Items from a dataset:

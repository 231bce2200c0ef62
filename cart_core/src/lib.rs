#![cfg_attr(all(not(debug_assertions), not(test)), deny(warnings))]
#![cfg_attr(
    all(not(debug_assertions), not(test)),
    deny(clippy::all, clippy::pedantic, clippy::nursery)
)]
#![allow(clippy::module_name_repetitions, clippy::missing_errors_doc)]
#![cfg_attr(not(test), deny(clippy::unwrap_used, clippy::expect_used))]
//! Core cart logic (hardware-agnostic).
//!
//! Every hardware interaction goes through the collaborator traits in
//! `cart_traits`; this crate owns the decisions.
//!
//! ## Architecture
//!
//! - **FSM**: generic table-driven engine with enter/loop/exit hooks (`fsm`)
//! - **Fusion**: 2σ trimmed mean over two proximity windows, action and mood (`fusion`)
//! - **Ledger**: running cart weight and cost (`ledger`)
//! - **Protocol**: `verb:key=value;` line codec (`protocol`)
//! - **Cart**: the state table and `CartController` tying it together (`cart`)
//! - **Runtime**: background proximity `sampler` and the single-threaded `runner`
//!
//! All controller state lives on one thread. Input sources only send
//! `runner::Event`s; each event, including every nested transition it
//! triggers, completes before the next one is taken.

pub mod builder;
pub mod cart;
pub mod config;
pub mod conversions;
pub mod error;
pub mod fsm;
pub mod fusion;
pub mod hw_error;
pub mod ledger;
pub mod mocks;
pub mod protocol;
pub mod runner;
pub mod sampler;
pub mod util;

pub use builder::{CartBuilder, Missing, Set};
pub use cart::{CartController, StateId};
pub use config::{FollowCfg, SensorMode, UiCfg};
pub use error::{BuildError, CartError, Result};
pub use fsm::{Key, Row};
pub use fusion::{FusionReading, SensorFusion, classify, trimmed_mean};
pub use ledger::Ledger;
pub use protocol::{Command, Message};
pub use runner::{Event, RunLimits, RunStats};
pub use sampler::Sampler;
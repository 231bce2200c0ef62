#![no_main]
use libfuzzer_sys::fuzz_target;

// Arbitrary TOML must either fail to parse or validate without panicking.
fuzz_target!(|data: &str| {
    if let Ok(cfg) = cart_config::load_toml(data) {
        let _ = cfg.validate();
    }
});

▶ **TASK STATEMENT**
From the first line through the last, repeat the entries exactly.

▶ **RESULT OF THIS TASK**
repository 231bce2200c0ef62
filename cart_core/src/lib.rs
#![cfg_attr(all(not(debug_assertions), not(test)), deny(warnings))]
#![cfg_attr(
    all(not(debug_assertions), not(test)),
    deny(clippy::all, clippy::pedantic, clippy::nursery)
)]
#![allow(clippy::module_name_repetitions, clippy::missing_errors_doc)]
#![cfg_attr(not(test), deny(clippy::unwrap_used, clippy::expect_used))]
//! Core cart logic (hardware-agnostic).
//!
//! Every hardware interaction goes through the collaborator traits in
//! `cart_traits`; this crate owns the decisions.
//!
//! ## Architecture
//!
//! - **FSM**: generic table-driven engine with enter/loop/exit hooks (`fsm`)
//! - **Fusion**: 2σ trimmed mean over two proximity windows, action and mood (`fusion`)
//! - **Ledger**: running cart weight and cost (`ledger`)
//! - **Protocol**: `verb:key=value;` line codec (`protocol`)
//! - **Cart**: the state table and `CartController` tying it together (`cart`)
//! - **Runtime**: background proximity `sampler` and the single-threaded `runner`
//!
//! All controller state lives on one thread. Input sources only send
//! `runner::Event`s; each event, including every nested transition it
//! triggers, completes before the next one is taken.

pub mod builder;
pub mod cart;
pub mod config;
pub mod conversions;
pub mod error;
pub mod fsm;
pub mod fusion;
pub mod hw_error;
pub mod ledger;
pub mod mocks;
pub mod protocol;
pub mod runner;
pub mod sampler;
pub mod util;

pub use builder::{CartBuilder, Missing, Set};
pub use cart::{CartController, StateId};
pub use config::{FollowCfg, SensorMode, UiCfg};
pub use error::{BuildError, CartError, Result};
pub use fsm::{Key, Row};
pub use fusion::{FusionReading, SensorFusion, classify, trimmed_mean};
pub use ledger::Ledger;
pub use protocol::{Command, Message};
pub use runner::{Event, RunLimits, RunStats};
pub use sampler::Sampler;
repository 231bce2200c0ef62
#![no_main]
use libfuzzer_sys::fuzz_target;

// Arbitrary TOML must either fail to parse or validate without panicking.
fuzz_target!(|data: &str| {
    if let Ok(cfg) = cart_config::load_toml(data) {
        let _ = cfg.validate();
    }
});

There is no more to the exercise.